В мой адрес в это время были сказаны слова, сердечно меня порадовавшие, которые я, пусть это даже и нескромно, хотел бы здесь воспроизвести. Застольная беседа, как обычно, коснулась страны, куда мы направлялись, народа, с которым придется общаться. Ранее мы лишь видели полинезийцев, теперь будем жить среди них. Я сказал, что на этот раз мое любопытство особенно сильно и что многого жду от новых впечатлений. На это капитан Коцебу, не скрывая намерения сказать мне нечто неприятное, заметил, что я мог бы и не употреблять выражения «на этот раз», ибо я из тех людей, кто всегда проявляет особое любопытство, и никто так не полон ожиданий, как я. Таким образом, было признано, что именно я, самый старший по возрасту, духом и сердцем моложе всех.
Продолжаю описание путешествия. Ни одна морская птица не возвестила нам с наветренной стороны Сандвичевых островов приближение суши, не встретили мы их и между островами. Несколько тропических птиц пролетело очень высоко в воздухе, и низко над волнами носились летучие рыбы.
Мы держали курс к северо-западной оконечности Оваи, чтобы обогнуть его по совету г-на Эллиота, побеседовать с Хаул-Ханной, г-ном Юнгом {158} в заливе То-кахаи (область Кохала), где жил этот человек, весьма известный в истории Сандвичевых островов. Г-н Юнг сообщил нам необходимые сведения о нынешнем состоянии дел и местопребывании короля. Мы должны непременно представиться королю, прежде чем войдем в гавань Хана-руру [Гонолулу] находящегося дальше к западу острова Ваху.

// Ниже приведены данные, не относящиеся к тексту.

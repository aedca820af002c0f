//! Error types for the Inventario store
//!
//! [`StoreError`] is what the library returns. [`AppError`] is the
//! serializable shape handed to collaborators (CLI, IPC layer): a stable
//! code, a message that keeps the operator-actionable reason (disk full,
//! permission denied, missing file), optional detail and a retry hint.

use serde::{Deserialize, Serialize};
use std::fmt;
use std::path::PathBuf;
use thiserror::Error;

/// Errors produced by the storage engine
#[derive(Debug, Error)]
pub enum StoreError {
    /// The gateway has no live connection (never opened, or reopen failed)
    #[error("Database not initialized")]
    NotInitialized,
    /// Malformed SQL or a constraint violation other than a foreign key
    #[error("Statement failed: {0}")]
    Statement(#[source] rusqlite::Error),
    /// The operation points at a row that does not exist
    #[error("Referenced row does not exist: {0}")]
    Reference(String),
    #[error("Failed to open database at {}: {source}", .path.display())]
    Open {
        path: PathBuf,
        #[source]
        source: rusqlite::Error,
    },
    /// Copy/stat/rename failure during backup or restore
    #[error("{operation} failed for {}: {source}", .path.display())]
    FileOperation {
        operation: &'static str,
        path: PathBuf,
        #[source]
        source: std::io::Error,
    },
    #[error("Invalid backup file {}: {reason}", .path.display())]
    InvalidBackup { path: PathBuf, reason: String },
    /// A single additive migration step failed; never fatal on its own
    #[error("Migration step '{step}' failed: {source}")]
    MigrationStep {
        step: String,
        #[source]
        source: rusqlite::Error,
    },
    #[error("Invalid input: {0}")]
    InvalidInput(String),
    #[error("Database executor channel closed")]
    ChannelClosed,
}

impl StoreError {
    pub(crate) fn file(operation: &'static str, path: impl Into<PathBuf>, source: std::io::Error) -> Self {
        Self::FileOperation {
            operation,
            path: path.into(),
            source,
        }
    }
}

impl From<rusqlite::Error> for StoreError {
    fn from(err: rusqlite::Error) -> Self {
        match &err {
            rusqlite::Error::SqliteFailure(code, _)
                if code.extended_code == rusqlite::ffi::SQLITE_CONSTRAINT_FOREIGNKEY =>
            {
                Self::Reference(err.to_string())
            }
            _ => Self::Statement(err),
        }
    }
}

/// Coarse grouping of error codes
#[derive(Debug, Clone, Copy, PartialEq, Eq, Serialize, Deserialize)]
#[serde(rename_all = "snake_case")]
pub enum ErrorCategory {
    /// Input validation errors (bad quantities, unconfirmed restore)
    Validation,
    /// File I/O errors (copy, permissions, disk space)
    Io,
    /// Database errors
    Database,
    /// Missing related rows
    NotFound,
    /// Internal errors (executor gone)
    Internal,
}

impl ErrorCategory {
    pub fn as_str(self) -> &'static str {
        match self {
            Self::Validation => "validation",
            Self::Io => "io",
            Self::Database => "database",
            Self::NotFound => "not_found",
            Self::Internal => "internal",
        }
    }
}

impl fmt::Display for ErrorCategory {
    fn fmt(&self, f: &mut fmt::Formatter<'_>) -> fmt::Result {
        f.write_str(self.as_str())
    }
}

/// Stable codes, `CATEGORY_SPECIFIC_ERROR`. Collaborators match on these.
pub struct ErrorCode;

impl ErrorCode {
    pub const VALIDATION_INVALID_INPUT: &'static str = "VALIDATION_INVALID_INPUT";
    pub const VALIDATION_INVALID_BACKUP: &'static str = "VALIDATION_INVALID_BACKUP";

    pub const IO_FILE_NOT_FOUND: &'static str = "IO_FILE_NOT_FOUND";
    pub const IO_PERMISSION_DENIED: &'static str = "IO_PERMISSION_DENIED";
    pub const IO_WRITE_ERROR: &'static str = "IO_WRITE_ERROR";

    pub const DB_NOT_INITIALIZED: &'static str = "DB_NOT_INITIALIZED";
    pub const DB_OPEN_FAILED: &'static str = "DB_OPEN_FAILED";
    pub const DB_QUERY_FAILED: &'static str = "DB_QUERY_FAILED";
    pub const DB_MIGRATION_STEP_FAILED: &'static str = "DB_MIGRATION_STEP_FAILED";
    pub const DB_REFERENCE_MISSING: &'static str = "DB_REFERENCE_MISSING";

    pub const INTERNAL_ERROR: &'static str = "INTERNAL_ERROR";
}

/// Error shape returned across the collaborator boundary
#[derive(Debug, Clone, Serialize, Deserialize)]
pub struct AppError {
    /// One of the [`ErrorCode`] constants
    pub code: String,
    /// Operator-facing message
    pub message: String,
    /// Underlying error text, for logs
    #[serde(skip_serializing_if = "Option::is_none")]
    pub detail: Option<String>,
    /// Retrying the same call may succeed (store reopening, executor restart)
    pub retryable: bool,
    pub category: ErrorCategory,
}

impl AppError {
    pub fn new(code: impl Into<String>, message: impl Into<String>, category: ErrorCategory) -> Self {
        Self {
            code: code.into(),
            message: message.into(),
            detail: None,
            retryable: false,
            category,
        }
    }

    pub fn with_detail(mut self, detail: impl Into<String>) -> Self {
        self.detail = Some(detail.into());
        self
    }

    pub fn retryable(mut self) -> Self {
        self.retryable = true;
        self
    }

    pub fn invalid_input(message: impl Into<String>) -> Self {
        Self::new(
            ErrorCode::VALIDATION_INVALID_INPUT,
            message,
            ErrorCategory::Validation,
        )
    }

    /// No live connection; retryable once the store is open again
    pub fn db_not_initialized() -> Self {
        Self::new(
            ErrorCode::DB_NOT_INITIALIZED,
            "Store is not open",
            ErrorCategory::Database,
        )
        .retryable()
    }

    pub fn db_query_failed(detail: impl Into<String>) -> Self {
        let detail = detail.into();
        Self::new(
            ErrorCode::DB_QUERY_FAILED,
            format!("Statement failed: {detail}"),
            ErrorCategory::Database,
        )
        .with_detail(detail)
    }

    pub fn internal(detail: impl Into<String>) -> Self {
        Self::new(
            ErrorCode::INTERNAL_ERROR,
            "Internal store error",
            ErrorCategory::Internal,
        )
        .with_detail(detail)
    }

    fn from_io(operation: &str, path: &str, err: &std::io::Error) -> Self {
        let code = match err.kind() {
            std::io::ErrorKind::NotFound => ErrorCode::IO_FILE_NOT_FOUND,
            std::io::ErrorKind::PermissionDenied => ErrorCode::IO_PERMISSION_DENIED,
            _ => ErrorCode::IO_WRITE_ERROR,
        };
        Self::new(
            code,
            format!("{operation} failed for {path}: {err}"),
            ErrorCategory::Io,
        )
        .with_detail(format!("{:?}", err.kind()))
    }
}

impl fmt::Display for AppError {
    fn fmt(&self, f: &mut fmt::Formatter<'_>) -> fmt::Result {
        write!(f, "{} ({}): {}", self.code, self.category, self.message)
    }
}

impl std::error::Error for AppError {}

impl From<StoreError> for AppError {
    fn from(e: StoreError) -> Self {
        match e {
            StoreError::NotInitialized => Self::db_not_initialized(),
            StoreError::Statement(err) => Self::db_query_failed(err.to_string()),
            StoreError::Reference(detail) => Self::new(
                ErrorCode::DB_REFERENCE_MISSING,
                "Referenced record does not exist",
                ErrorCategory::NotFound,
            )
            .with_detail(detail),
            StoreError::Open { path, source } => Self::new(
                ErrorCode::DB_OPEN_FAILED,
                format!("Failed to open database at {}", path.display()),
                ErrorCategory::Database,
            )
            .with_detail(source.to_string()),
            StoreError::FileOperation {
                operation,
                path,
                source,
            } => Self::from_io(operation, &path.display().to_string(), &source),
            StoreError::InvalidBackup { path, reason } => Self::new(
                ErrorCode::VALIDATION_INVALID_BACKUP,
                format!("Invalid backup file {}: {reason}", path.display()),
                ErrorCategory::Validation,
            ),
            StoreError::MigrationStep { step, source } => Self::new(
                ErrorCode::DB_MIGRATION_STEP_FAILED,
                format!("Migration step '{step}' failed"),
                ErrorCategory::Database,
            )
            .with_detail(source.to_string()),
            StoreError::InvalidInput(message) => Self::invalid_input(message),
            StoreError::ChannelClosed => {
                Self::internal("Database executor channel closed").retryable()
            }
        }
    }
}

В ночь на 22 ноября и утром нашему взору открылись плавно вздымающиеся вверх вершины, на которые днем и вечером опускаются облака. Мы увидели также Мауна-Кеа (Малую гору). Она хоть и ниже Монблана, но над морем поднимается выше, чем тот над долинами, откуда на него можно смотреть. Северный берег у подножия Мауна-Кеа — самое пустынное место на всем острове.
Днем мы обогнули северо-западное холмистое побережье Оваи, проплыли по проливу, отделяющему этот остров от Муви [Мауи], и там, в ветровой тени, прекратился пассат. Вдоль западного побережья Оваи мы шли при очень слабых ветрах с суши и с моря или при полном штиле.
Со стороны предгорий к нашему кораблю подплыли на каноэ два островитянина. Один из них поднялся на палубу и столь робко и нерешительно отвечал на вопросы хорошо ему знакомого Найаса, что у того возникли опасения, не случилось ли чего-нибудь на острове. Мы узнали, что Хаул-Ханна и большинство вождей находятся на Ваху, а Тамеамеа — на Карекакуа [Кеала-кекуа]. Привязанное к кораблю каноэ перевернулось вместе с сидевшим в нем островитянином, и нам представился случай восхищаться силой и сноровкой этих рыбаков.